Background: Recent data support a role for arginase 1 (ARG1) in the initiation, development, and complications of coronary artery disease. Thus, in the present study we investigated the possible association between the rs2781666 G>T variant of ARG1 and the presence of CAD confirmed by angiography in Chilean subjects. Methods: A total of 124 unrelated patients with diagnosis of CAD confirmed by angiography (stenosis > 70 percent) and 123 healthy controls (30 - 74 years old) were included in this study. The rs2781666 G>T variant of the ARG1 gene was evaluated by PCR-RFLR Results: The frequency of TT homozygous genotype in CAD patients was lower when compared to control group (6.5 percent vs. 8.0 percent, p=0.032).
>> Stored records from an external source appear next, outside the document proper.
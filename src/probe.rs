use std::path::Path;
use std::process::Command;

use serde::Deserialize;
use tracing::debug;

use crate::audio::wav_duration_seconds;

/// What a background candidate looks like once it has been opened.
#[derive(Debug, Clone)]
pub struct VideoInfo {
    pub width: u32,
    pub height: u32,
    pub duration: f64,
}

/// Seam over media inspection so the orchestrator and the video picker can
/// run against fixed metadata in tests.
pub trait MediaProbe: Send + Sync {
    /// Open a video and read its dimensions and duration. An error means the
    /// candidate is unusable.
    fn video_info(&self, path: &Path) -> anyhow::Result<VideoInfo>;

    /// Duration of an audio file in seconds.
    fn audio_duration(&self, path: &Path) -> anyhow::Result<f64>;
}

/// ffprobe-backed probe. WAV durations come straight from the header via
/// hound; everything else shells out to ffprobe with JSON output.
pub struct FfprobeProbe;

#[derive(Debug, Deserialize)]
struct ProbeOutput {
    format: Option<ProbeFormat>,
    streams: Option<Vec<ProbeStream>>,
}

#[derive(Debug, Deserialize)]
struct ProbeFormat {
    duration: Option<String>,
}

#[derive(Debug, Deserialize)]
struct ProbeStream {
    codec_type: Option<String>,
    width: Option<u32>,
    height: Option<u32>,
}

fn run_ffprobe(path: &Path) -> anyhow::Result<ProbeOutput> {
    debug!("Probing {}", path.display());
    let output = Command::new("ffprobe")
        .args(["-v", "error", "-print_format", "json", "-show_format", "-show_streams"])
        .arg(path)
        .output()?;
    if !output.status.success() {
        anyhow::bail!(
            "ffprobe failed for {}: {}",
            path.display(),
            String::from_utf8_lossy(&output.stderr).trim()
        );
    }
    Ok(serde_json::from_slice(&output.stdout)?)
}

impl MediaProbe for FfprobeProbe {
    fn video_info(&self, path: &Path) -> anyhow::Result<VideoInfo> {
        let probed = run_ffprobe(path)?;
        let duration = probed
            .format
            .as_ref()
            .and_then(|f| f.duration.as_deref())
            .and_then(|d| d.parse::<f64>().ok())
            .ok_or_else(|| anyhow::anyhow!("no duration in probe of {}", path.display()))?;
        let stream = probed
            .streams
            .unwrap_or_default()
            .into_iter()
            .find(|s| s.codec_type.as_deref() == Some("video"))
            .ok_or_else(|| anyhow::anyhow!("no video stream in {}", path.display()))?;
        match (stream.width, stream.height) {
            (Some(width), Some(height)) if width > 0 && height > 0 => Ok(VideoInfo {
                width,
                height,
                duration,
            }),
            _ => anyhow::bail!("missing dimensions in probe of {}", path.display()),
        }
    }

    fn audio_duration(&self, path: &Path) -> anyhow::Result<f64> {
        if path
            .extension()
            .and_then(|e| e.to_str())
            .is_some_and(|e| e.eq_ignore_ascii_case("wav"))
        {
            return wav_duration_seconds(path);
        }
        let probed = run_ffprobe(path)?;
        probed
            .format
            .and_then(|f| f.duration)
            .and_then(|d| d.parse::<f64>().ok())
            .ok_or_else(|| anyhow::anyhow!("no duration in probe of {}", path.display()))
    }
}

#[cfg(test)]
mod tests {
    use super::*;
    use crate::audio::test_support::write_test_wav;

    #[test]
    fn probe_json_parses_streams_and_format() {
        let raw = r#"{
            "format": {"duration": "12.5"},
            "streams": [
                {"codec_type": "audio"},
                {"codec_type": "video", "width": 1920, "height": 1080}
            ]
        }"#;
        let parsed: ProbeOutput = serde_json::from_str(raw).unwrap();
        assert_eq!(parsed.format.unwrap().duration.as_deref(), Some("12.5"));
        let streams = parsed.streams.unwrap();
        assert_eq!(streams[1].width, Some(1920));
    }

    #[test]
    fn wav_fast_path_skips_ffprobe() {
        let dir = tempfile::tempdir().unwrap();
        let path = dir.path().join("speech.wav");
        write_test_wav(&path, 1.5);
        let duration = FfprobeProbe.audio_duration(&path).unwrap();
        assert!((duration - 1.5).abs() < 1e-3);
    }
}
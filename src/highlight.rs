use tracing::debug;

use crate::segment::SubtitleLine;

/// Marker wrapped around the active word in a highlight event. The composition
/// stage translates the markers into its own styling.
pub const MARK_OPEN: char = '[';
pub const MARK_CLOSE: char = ']';

/// A timed overlay instruction: the full line text, with at most one word
/// marked, shown for `[start, end)`.
#[derive(Debug, Clone, PartialEq)]
pub struct HighlightEvent {
    pub text: String,
    pub start: f64,
    pub end: f64,
}

/// All overlay instructions for one line: the persistent unmarked caption,
/// then one marked rendering per word, in token order.
#[derive(Debug, Clone)]
pub struct LineEvents {
    pub base: HighlightEvent,
    pub words: Vec<HighlightEvent>,
}

/// Compute the overlay instructions for a line. Repeated words are matched
/// left to right: each token searches from the position consumed by the
/// tokens before it, so the second "I" marks the second occurrence.
pub fn render(line: &SubtitleLine) -> LineEvents {
    let line_text = line.text();
    let base = HighlightEvent {
        text: line_text.clone(),
        start: line.start(),
        end: line.end(),
    };

    let mut words = Vec::with_capacity(line.tokens.len());
    let mut consumed = 0;

    for token in &line.tokens {
        match line_text[consumed..].find(&token.text) {
            Some(offset) => {
                let at = consumed + offset;
                let after = at + token.text.len();
                let mut marked =
                    String::with_capacity(line_text.len() + 2 * MARK_OPEN.len_utf8());
                marked.push_str(&line_text[..at]);
                marked.push(MARK_OPEN);
                marked.push_str(&token.text);
                marked.push(MARK_CLOSE);
                marked.push_str(&line_text[after..]);
                words.push(HighlightEvent {
                    text: marked,
                    start: token.start,
                    end: token.end,
                });
                consumed = after;
            }
            None => {
                // Keep the base caption; one unmatched token never fails the line.
                debug!("token {:?} not found in line {:?}, skipping highlight", token.text, line_text);
            }
        }
    }

    LineEvents { base, words }
}

#[cfg(test)]
mod tests {
    use super::*;
    use crate::timing::TokenTiming;

    fn line(words: &[&str]) -> SubtitleLine {
        SubtitleLine {
            tokens: words
                .iter()
                .enumerate()
                .map(|(i, w)| TokenTiming {
                    text: w.to_string(),
                    start: i as f64 * 0.5,
                    end: (i + 1) as f64 * 0.5,
                })
                .collect(),
        }
    }

    #[test]
    fn base_event_spans_the_whole_line() {
        let events = render(&line(&["hello", "world"]));
        assert_eq!(events.base.text, "hello world");
        assert_eq!(events.base.start, 0.0);
        assert_eq!(events.base.end, 1.0);
    }

    #[test]
    fn each_word_gets_one_marked_event() {
        let events = render(&line(&["good", "morning"]));
        assert_eq!(events.words.len(), 2);
        assert_eq!(events.words[0].text, "[good] morning");
        assert_eq!(events.words[1].text, "good [morning]");
    }

    #[test]
    fn repeated_words_mark_successive_occurrences() {
        let events = render(&line(&["I", "cried.", "I", "jumped."]));
        assert_eq!(events.words[0].text, "[I] cried. I jumped.");
        assert_eq!(events.words[2].text, "I cried. [I] jumped.");
    }

    #[test]
    fn word_intervals_do_not_overlap_and_stay_in_line() {
        let events = render(&line(&["one", "two", "three", "four"]));
        for pair in events.words.windows(2) {
            assert!(pair[0].end <= pair[1].start);
        }
        for word in &events.words {
            assert!(word.start >= events.base.start);
            assert!(word.end <= events.base.end);
        }
    }

    #[test]
    fn word_events_follow_token_order() {
        let events = render(&line(&["a", "b", "c"]));
        let starts: Vec<f64> = events.words.iter().map(|w| w.start).collect();
        assert_eq!(starts, vec![0.0, 0.5, 1.0]);
    }

    #[test]
    fn substring_words_mark_the_right_spot() {
        // "in" is a substring of "singing"; the cursor keeps it honest.
        let events = render(&line(&["singing", "in", "rain"]));
        assert_eq!(events.words[1].text, "singing [in] rain");
    }
}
Similarly, the T allele frequency was different between CAD and control groups (0.230 vs. 0.325, p=0.031). The OR for CAD related to T allele was 0.64 (95 percent CI. = 0.43-0.94), con-firming the association founded. Conclusion: These findings suggest that the T allele for rs2781666 polymorphism of the ARG1 gene constitutes an inherited protective factor against CAD in Southern Chilean subjects.